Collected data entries
- - -

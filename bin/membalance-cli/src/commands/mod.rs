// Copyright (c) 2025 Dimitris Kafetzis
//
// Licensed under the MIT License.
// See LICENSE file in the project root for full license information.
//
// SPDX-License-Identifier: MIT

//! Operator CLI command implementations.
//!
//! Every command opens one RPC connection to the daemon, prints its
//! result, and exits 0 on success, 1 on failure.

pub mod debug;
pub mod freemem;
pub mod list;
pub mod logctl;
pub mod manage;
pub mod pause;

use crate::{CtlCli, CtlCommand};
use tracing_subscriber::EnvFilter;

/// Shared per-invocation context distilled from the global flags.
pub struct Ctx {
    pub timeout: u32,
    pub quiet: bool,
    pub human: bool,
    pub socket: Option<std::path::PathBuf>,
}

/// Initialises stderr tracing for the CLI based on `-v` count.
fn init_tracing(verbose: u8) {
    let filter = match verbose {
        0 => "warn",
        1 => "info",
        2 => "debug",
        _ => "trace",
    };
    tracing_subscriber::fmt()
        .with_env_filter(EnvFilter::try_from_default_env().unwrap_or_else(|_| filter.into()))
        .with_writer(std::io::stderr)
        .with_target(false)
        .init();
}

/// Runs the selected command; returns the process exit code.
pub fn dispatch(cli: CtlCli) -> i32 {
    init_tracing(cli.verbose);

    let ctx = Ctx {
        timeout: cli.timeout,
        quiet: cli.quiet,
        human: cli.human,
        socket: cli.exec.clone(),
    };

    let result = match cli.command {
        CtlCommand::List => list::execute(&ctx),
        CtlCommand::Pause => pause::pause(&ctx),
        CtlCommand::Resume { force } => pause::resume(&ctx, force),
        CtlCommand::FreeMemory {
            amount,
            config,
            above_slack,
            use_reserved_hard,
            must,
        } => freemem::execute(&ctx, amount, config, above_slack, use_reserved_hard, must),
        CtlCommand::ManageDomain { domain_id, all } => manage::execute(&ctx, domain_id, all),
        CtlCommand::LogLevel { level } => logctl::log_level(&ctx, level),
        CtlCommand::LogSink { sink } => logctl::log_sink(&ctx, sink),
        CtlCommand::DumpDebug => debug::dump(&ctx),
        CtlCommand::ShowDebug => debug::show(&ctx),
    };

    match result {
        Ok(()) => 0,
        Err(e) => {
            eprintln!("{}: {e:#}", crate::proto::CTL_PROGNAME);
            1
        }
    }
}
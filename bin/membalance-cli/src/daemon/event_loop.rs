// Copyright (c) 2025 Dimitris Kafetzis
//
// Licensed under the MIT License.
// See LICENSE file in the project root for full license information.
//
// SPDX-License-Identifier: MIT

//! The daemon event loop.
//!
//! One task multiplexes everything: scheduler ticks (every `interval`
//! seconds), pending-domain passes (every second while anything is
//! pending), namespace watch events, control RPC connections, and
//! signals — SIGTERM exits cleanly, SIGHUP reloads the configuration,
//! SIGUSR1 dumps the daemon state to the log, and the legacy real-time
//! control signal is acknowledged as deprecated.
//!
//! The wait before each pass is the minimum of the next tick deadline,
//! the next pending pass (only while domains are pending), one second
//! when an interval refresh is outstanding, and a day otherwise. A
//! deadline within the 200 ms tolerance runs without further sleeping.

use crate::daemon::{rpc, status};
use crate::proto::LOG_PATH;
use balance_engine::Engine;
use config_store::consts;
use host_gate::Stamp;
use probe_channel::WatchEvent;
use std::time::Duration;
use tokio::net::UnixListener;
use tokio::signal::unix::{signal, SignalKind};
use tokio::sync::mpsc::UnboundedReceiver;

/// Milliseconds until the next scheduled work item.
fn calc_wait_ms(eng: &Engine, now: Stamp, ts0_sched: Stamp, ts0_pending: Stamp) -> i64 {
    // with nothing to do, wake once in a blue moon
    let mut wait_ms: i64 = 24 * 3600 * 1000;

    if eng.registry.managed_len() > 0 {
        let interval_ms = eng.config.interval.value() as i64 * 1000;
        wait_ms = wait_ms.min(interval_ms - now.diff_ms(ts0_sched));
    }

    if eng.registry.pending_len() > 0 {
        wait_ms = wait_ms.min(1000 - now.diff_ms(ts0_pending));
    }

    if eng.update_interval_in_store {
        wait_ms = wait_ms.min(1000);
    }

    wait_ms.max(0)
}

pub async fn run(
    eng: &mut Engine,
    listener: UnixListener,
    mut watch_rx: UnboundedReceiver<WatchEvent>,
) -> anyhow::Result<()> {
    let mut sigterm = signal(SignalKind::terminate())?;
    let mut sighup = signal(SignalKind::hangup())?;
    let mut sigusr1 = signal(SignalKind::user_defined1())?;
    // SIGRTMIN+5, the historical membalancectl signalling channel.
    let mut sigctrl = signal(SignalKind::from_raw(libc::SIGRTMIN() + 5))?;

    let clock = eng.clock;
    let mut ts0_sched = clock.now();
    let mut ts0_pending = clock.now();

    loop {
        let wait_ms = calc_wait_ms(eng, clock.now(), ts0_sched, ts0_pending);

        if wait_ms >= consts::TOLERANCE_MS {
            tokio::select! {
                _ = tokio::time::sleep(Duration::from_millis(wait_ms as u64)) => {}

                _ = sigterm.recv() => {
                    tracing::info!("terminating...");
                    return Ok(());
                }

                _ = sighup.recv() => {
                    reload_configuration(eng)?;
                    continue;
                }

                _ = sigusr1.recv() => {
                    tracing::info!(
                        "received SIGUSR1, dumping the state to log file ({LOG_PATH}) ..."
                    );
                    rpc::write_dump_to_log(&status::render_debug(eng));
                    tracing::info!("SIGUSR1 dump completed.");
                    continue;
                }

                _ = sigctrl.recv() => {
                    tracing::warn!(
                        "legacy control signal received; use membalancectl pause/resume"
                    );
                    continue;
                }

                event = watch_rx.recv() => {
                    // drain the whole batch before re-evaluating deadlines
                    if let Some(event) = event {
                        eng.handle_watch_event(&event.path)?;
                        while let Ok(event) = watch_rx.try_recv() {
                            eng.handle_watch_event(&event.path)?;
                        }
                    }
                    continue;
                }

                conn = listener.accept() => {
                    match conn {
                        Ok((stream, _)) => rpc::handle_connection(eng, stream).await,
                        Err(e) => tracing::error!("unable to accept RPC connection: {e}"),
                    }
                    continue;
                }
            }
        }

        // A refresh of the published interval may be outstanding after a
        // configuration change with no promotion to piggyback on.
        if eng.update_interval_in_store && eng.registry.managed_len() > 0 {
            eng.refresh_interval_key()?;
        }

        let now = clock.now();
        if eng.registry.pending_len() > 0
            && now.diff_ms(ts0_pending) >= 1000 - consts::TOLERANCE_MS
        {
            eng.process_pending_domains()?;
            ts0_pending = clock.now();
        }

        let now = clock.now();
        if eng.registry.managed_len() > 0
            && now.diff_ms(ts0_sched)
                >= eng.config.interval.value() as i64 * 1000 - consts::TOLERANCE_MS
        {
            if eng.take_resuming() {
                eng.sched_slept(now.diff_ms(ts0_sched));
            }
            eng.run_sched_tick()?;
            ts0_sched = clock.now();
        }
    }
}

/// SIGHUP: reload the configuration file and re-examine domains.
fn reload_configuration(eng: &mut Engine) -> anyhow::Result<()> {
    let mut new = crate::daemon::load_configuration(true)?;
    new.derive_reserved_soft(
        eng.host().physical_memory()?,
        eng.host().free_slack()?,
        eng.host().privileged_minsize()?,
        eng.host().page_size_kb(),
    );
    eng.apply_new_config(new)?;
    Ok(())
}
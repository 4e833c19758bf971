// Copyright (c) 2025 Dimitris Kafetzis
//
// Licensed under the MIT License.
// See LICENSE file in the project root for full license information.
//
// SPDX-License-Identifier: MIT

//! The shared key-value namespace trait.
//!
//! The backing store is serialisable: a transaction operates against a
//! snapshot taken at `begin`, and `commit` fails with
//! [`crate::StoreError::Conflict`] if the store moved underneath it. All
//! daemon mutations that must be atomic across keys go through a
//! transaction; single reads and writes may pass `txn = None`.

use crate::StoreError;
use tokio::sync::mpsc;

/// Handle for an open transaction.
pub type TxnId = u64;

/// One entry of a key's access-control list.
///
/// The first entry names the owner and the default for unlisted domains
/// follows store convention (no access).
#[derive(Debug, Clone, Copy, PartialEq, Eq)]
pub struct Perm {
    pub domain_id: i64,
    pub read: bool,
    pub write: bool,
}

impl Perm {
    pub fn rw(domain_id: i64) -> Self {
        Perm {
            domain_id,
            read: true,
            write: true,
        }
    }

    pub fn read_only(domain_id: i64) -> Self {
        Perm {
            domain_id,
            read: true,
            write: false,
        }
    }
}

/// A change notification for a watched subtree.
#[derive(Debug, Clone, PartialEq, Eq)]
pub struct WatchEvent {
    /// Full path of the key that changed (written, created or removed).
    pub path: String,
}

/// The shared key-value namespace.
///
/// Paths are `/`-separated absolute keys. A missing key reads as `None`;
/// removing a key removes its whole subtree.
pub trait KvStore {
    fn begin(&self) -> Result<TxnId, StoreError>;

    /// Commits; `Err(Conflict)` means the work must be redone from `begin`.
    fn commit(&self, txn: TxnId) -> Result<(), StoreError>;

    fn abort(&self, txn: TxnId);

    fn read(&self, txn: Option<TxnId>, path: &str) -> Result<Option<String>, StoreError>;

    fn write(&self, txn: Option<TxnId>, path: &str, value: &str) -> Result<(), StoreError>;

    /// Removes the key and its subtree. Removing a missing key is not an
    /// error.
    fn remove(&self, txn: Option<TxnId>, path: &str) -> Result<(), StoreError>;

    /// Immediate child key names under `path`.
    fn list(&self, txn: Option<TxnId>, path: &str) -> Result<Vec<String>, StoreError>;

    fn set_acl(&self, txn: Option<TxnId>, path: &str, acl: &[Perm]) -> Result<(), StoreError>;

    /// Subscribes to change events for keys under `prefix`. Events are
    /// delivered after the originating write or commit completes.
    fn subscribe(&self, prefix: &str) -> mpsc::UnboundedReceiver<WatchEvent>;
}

- - -

■ **Exercise prompt**
Search the entries for the word "EnvFilter" and gather every line where it appears.

■ **Finished exercise**
use tracing_subscriber::EnvFilter;
        .with_env_filter(EnvFilter::try_from_default_env().unwrap_or_else(|_| filter.into()))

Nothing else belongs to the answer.